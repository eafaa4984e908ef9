// Unless explicitly stated otherwise all files in this repository are licensed
// under the Apache License Version 2.0.
// This product includes software developed at Datadog (https://www.datadoghq.com/).
// Copyright 2026-present Datadog, Inc.

use crate::errors::{LaunchError, Result};
use crate::libraries::SslLibraries;
use crate::readiness::Readiness;
use log::debug;
use serde::Deserialize;
use std::fmt;
use std::path::{Component, Path, PathBuf};
use std::time::Duration;

pub const DEFAULT_DOCKER_IMAGE: &str = "hanshal785/roc:v5";
pub const DEFAULT_CONTAINER_NAME: &str = "roc-action-container";
pub const DEFAULT_CONFIG_DIR: &str = "roc-config";
pub const DEFAULT_OUTPUT_DIR: &str = "roc-output";
pub const DEFAULT_DOCKER_BIN: &str = "docker";
pub const DEFAULT_READINESS_TIMEOUT_SECS: u64 = 20;

/// Prefix of the environment variables a CI runner uses to hand inputs to a step.
const INPUT_ENV_PREFIX: &str = "INPUT_";

/// Unvalidated inputs. Every layer (YAML file, CI environment, command line)
/// produces one of these; layers are merged with [`RawInputs::overlay`].
#[derive(Debug, Default, Clone, PartialEq, Deserialize)]
#[serde(rename_all = "kebab-case", deny_unknown_fields)]
pub struct RawInputs {
    pub server_url: Option<String>,
    pub api_key: Option<String>,
    pub project_name: Option<String>,
    pub patterns_yaml: Option<String>,
    pub patterns: Option<String>,
    pub config_dir: Option<String>,
    pub output_dir: Option<String>,
    pub docker_image: Option<String>,
    pub args: Option<String>,
    pub ssl_lib_path: Option<String>,
    pub ssl_lib_version: Option<String>,
    pub libssl_host_path: Option<String>,
    pub libcrypto_host_path: Option<String>,
    pub container_name: Option<String>,
    pub require_project_name: Option<bool>,
    pub readiness: Option<String>,
    pub readiness_timeout: Option<u64>,
    pub replace_existing: Option<bool>,
    pub docker_bin: Option<String>,
}

macro_rules! overlay_fields {
    ($low:ident, $high:ident, $($field:ident),+ $(,)?) => {
        RawInputs {
            $($field: $high.$field.or($low.$field),)+
        }
    };
}

impl RawInputs {
    /// Parse a YAML file of inputs (keys in kebab-case, e.g. `server-url`).
    pub fn from_yaml_file(path: &Path) -> Result<Self> {
        let contents = std::fs::read_to_string(path)
            .map_err(|e| LaunchError::io(format!("reading {}", path.display()), e))?;
        let inputs: RawInputs = serde_yaml::from_str(&contents).map_err(|e| {
            LaunchError::Configuration(format!("parsing {}: {e}", path.display()))
        })?;
        debug!("loaded inputs from {}", path.display());
        Ok(inputs.without_blanks())
    }

    /// Read CI step inputs through `lookup`, which maps an environment variable
    /// name to its value. Both `INPUT_SERVER_URL` and `INPUT_SERVER-URL` spellings
    /// are accepted. Blank values are treated as unset, since runners export every
    /// declared input even when the workflow leaves it empty.
    pub fn from_env_lookup<F>(lookup: F) -> Result<Self>
    where
        F: Fn(&str) -> Option<String>,
    {
        let get = |name: &str| -> Option<String> {
            let upper = name.to_ascii_uppercase();
            let underscored = format!("{INPUT_ENV_PREFIX}{}", upper.replace('-', "_"));
            lookup(&underscored)
                .or_else(|| lookup(&format!("{INPUT_ENV_PREFIX}{upper}")))
                .filter(|v| !v.trim().is_empty())
        };

        let inputs = RawInputs {
            server_url: get("server-url"),
            api_key: get("api-key"),
            project_name: get("project-name"),
            patterns_yaml: get("patterns-yaml"),
            patterns: get("patterns"),
            config_dir: get("config-dir"),
            output_dir: get("output-dir"),
            docker_image: get("docker-image"),
            args: get("args"),
            ssl_lib_path: get("ssl-lib-path"),
            ssl_lib_version: get("ssl-lib-version"),
            libssl_host_path: get("libssl-host-path"),
            libcrypto_host_path: get("libcrypto-host-path"),
            container_name: get("container-name"),
            require_project_name: get("require-project-name")
                .map(|v| parse_bool("require-project-name", &v))
                .transpose()?,
            readiness: get("readiness"),
            readiness_timeout: get("readiness-timeout")
                .map(|v| parse_secs("readiness-timeout", &v))
                .transpose()?,
            replace_existing: get("replace-existing")
                .map(|v| parse_bool("replace-existing", &v))
                .transpose()?,
            docker_bin: get("docker-bin"),
        };
        Ok(inputs)
    }

    /// Read CI step inputs from the process environment.
    pub fn from_env() -> Result<Self> {
        Self::from_env_lookup(|name| std::env::var(name).ok())
    }

    /// Merge two layers; values set in `higher` win. `patterns-yaml` and
    /// `patterns` are a single choice: a layer that sets either one replaces
    /// both.
    pub fn overlay(mut self, higher: RawInputs) -> RawInputs {
        if higher.patterns_yaml.is_some() || higher.patterns.is_some() {
            self.patterns_yaml = None;
            self.patterns = None;
        }
        let low = self;
        overlay_fields!(
            low,
            higher,
            server_url,
            api_key,
            project_name,
            patterns_yaml,
            patterns,
            config_dir,
            output_dir,
            docker_image,
            args,
            ssl_lib_path,
            ssl_lib_version,
            libssl_host_path,
            libcrypto_host_path,
            container_name,
            require_project_name,
            readiness,
            readiness_timeout,
            replace_existing,
            docker_bin,
        )
    }

    fn without_blanks(self) -> Self {
        let blank = |v: Option<String>| v.filter(|s| !s.trim().is_empty());
        RawInputs {
            server_url: blank(self.server_url),
            api_key: blank(self.api_key),
            project_name: blank(self.project_name),
            patterns_yaml: blank(self.patterns_yaml),
            patterns: blank(self.patterns),
            config_dir: blank(self.config_dir),
            output_dir: blank(self.output_dir),
            docker_image: blank(self.docker_image),
            args: blank(self.args),
            ssl_lib_path: blank(self.ssl_lib_path),
            ssl_lib_version: blank(self.ssl_lib_version),
            libssl_host_path: blank(self.libssl_host_path),
            libcrypto_host_path: blank(self.libcrypto_host_path),
            container_name: blank(self.container_name),
            readiness: blank(self.readiness),
            docker_bin: blank(self.docker_bin),
            ..self
        }
    }
}

fn parse_bool(name: &str, value: &str) -> Result<bool> {
    match value.trim().to_ascii_lowercase().as_str() {
        "true" | "yes" | "1" | "on" => Ok(true),
        "false" | "no" | "0" | "off" => Ok(false),
        other => Err(LaunchError::Configuration(format!(
            "{name}: expected a boolean, got '{other}'"
        ))),
    }
}

fn parse_secs(name: &str, value: &str) -> Result<u64> {
    value.trim().parse::<u64>().map_err(|_| {
        LaunchError::Configuration(format!(
            "{name}: expected a number of seconds, got '{}'",
            value.trim()
        ))
    })
}

/// API key wrapper that never prints its value.
#[derive(Clone, PartialEq, Eq)]
pub struct ApiKey(String);

impl ApiKey {
    pub fn new(key: impl Into<String>) -> Self {
        Self(key.into())
    }

    pub fn expose(&self) -> &str {
        &self.0
    }
}

impl fmt::Debug for ApiKey {
    fn fmt(&self, f: &mut fmt::Formatter<'_>) -> fmt::Result {
        f.write_str("ApiKey(***)")
    }
}

/// Where the agent's pattern file comes from.
#[derive(Debug, Clone, PartialEq, Eq)]
pub enum PatternSource {
    /// YAML content written to `pattern.yaml` inside the config directory.
    Inline(String),
    /// An existing file, relative to the config directory.
    File(PathBuf),
}

/// What to do when a container with the configured name already exists.
#[derive(Debug, Clone, Copy, PartialEq, Eq)]
pub enum ConflictPolicy {
    Fail,
    Replace,
}

/// Validated launch configuration.
#[derive(Debug, Clone)]
pub struct LaunchConfig {
    pub server_url: String,
    pub api_key: ApiKey,
    pub project_name: Option<String>,
    pub patterns: PatternSource,
    pub config_dir: String,
    pub output_dir: String,
    pub docker_image: String,
    pub container_name: String,
    pub extra_args: Vec<String>,
    pub ssl: SslLibraries,
    pub readiness: Readiness,
    pub conflict: ConflictPolicy,
    pub docker_bin: String,
}

impl LaunchConfig {
    pub fn from_inputs(inputs: RawInputs) -> Result<Self> {
        let server_url = required(inputs.server_url, "server-url")?;
        let api_key = ApiKey::new(required(inputs.api_key, "api-key")?);

        let project_name = optional(inputs.project_name);
        if inputs.require_project_name.unwrap_or(false) && project_name.is_none() {
            return Err(missing("project-name"));
        }

        let patterns = match (inputs.patterns_yaml, optional(inputs.patterns)) {
            (Some(content), _) if !content.trim().is_empty() => PatternSource::Inline(content),
            (_, Some(path)) => PatternSource::File(validate_pattern_path(&path)?),
            _ => {
                return Err(LaunchError::Configuration(
                    "missing required input: patterns-yaml or patterns".to_string(),
                ));
            }
        };

        let container_name =
            optional(inputs.container_name).unwrap_or_else(|| DEFAULT_CONTAINER_NAME.to_string());
        validate_container_name(&container_name)?;

        let readiness_timeout = Duration::from_secs(
            inputs
                .readiness_timeout
                .unwrap_or(DEFAULT_READINESS_TIMEOUT_SECS),
        );
        let readiness = match optional(inputs.readiness).as_deref() {
            None | Some("poll") => Readiness::poll(readiness_timeout),
            Some("delay") => Readiness::Delay(readiness_timeout),
            Some(other) => {
                return Err(LaunchError::Configuration(format!(
                    "readiness: expected 'poll' or 'delay', got '{other}'"
                )));
            }
        };

        let ssl = SslLibraries::from_inputs(
            optional(inputs.ssl_lib_path),
            optional(inputs.ssl_lib_version),
            optional(inputs.libssl_host_path),
            optional(inputs.libcrypto_host_path),
        );

        Ok(LaunchConfig {
            server_url,
            api_key,
            project_name,
            patterns,
            config_dir: optional(inputs.config_dir).unwrap_or_else(|| DEFAULT_CONFIG_DIR.into()),
            output_dir: optional(inputs.output_dir).unwrap_or_else(|| DEFAULT_OUTPUT_DIR.into()),
            docker_image: optional(inputs.docker_image)
                .unwrap_or_else(|| DEFAULT_DOCKER_IMAGE.into()),
            container_name,
            extra_args: split_extra_args(inputs.args.as_deref().unwrap_or_default()),
            ssl,
            readiness,
            conflict: if inputs.replace_existing.unwrap_or(false) {
                ConflictPolicy::Replace
            } else {
                ConflictPolicy::Fail
            },
            docker_bin: optional(inputs.docker_bin).unwrap_or_else(|| DEFAULT_DOCKER_BIN.into()),
        })
    }
}

fn optional(value: Option<String>) -> Option<String> {
    value
        .map(|v| v.trim().to_string())
        .filter(|v| !v.is_empty())
}

fn required(value: Option<String>, name: &str) -> Result<String> {
    optional(value).ok_or_else(|| missing(name))
}

fn missing(name: &str) -> LaunchError {
    LaunchError::Configuration(format!("missing required input: {name}"))
}

/// Split user-supplied docker arguments on whitespace. Empty tokens never survive.
pub fn split_extra_args(args: &str) -> Vec<String> {
    args.split_whitespace().map(String::from).collect()
}

/// The pattern file is mounted through the config directory, so its path must
/// stay inside it.
fn validate_pattern_path(path: &str) -> Result<PathBuf> {
    let path = PathBuf::from(path.strip_prefix("./").unwrap_or(path));
    let escapes = path
        .components()
        .any(|c| !matches!(c, Component::Normal(_) | Component::CurDir));
    if escapes {
        return Err(LaunchError::Configuration(format!(
            "patterns: '{}' must be a path relative to the config directory",
            path.display()
        )));
    }
    Ok(path)
}

/// Docker accepts `[a-zA-Z0-9][a-zA-Z0-9_.-]*` as a container name.
fn validate_container_name(name: &str) -> Result<()> {
    let mut chars = name.chars();
    let valid_first = chars.next().is_some_and(|c| c.is_ascii_alphanumeric());
    let valid_rest = chars.all(|c| c.is_ascii_alphanumeric() || matches!(c, '_' | '.' | '-'));
    if valid_first && valid_rest {
        Ok(())
    } else {
        Err(LaunchError::Configuration(format!(
            "container-name: '{name}' is not a valid container name"
        )))
    }
}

[Required work] Answer with one number only, the count of lines in the entries above that hold the string "false".

[Completed exercise] 3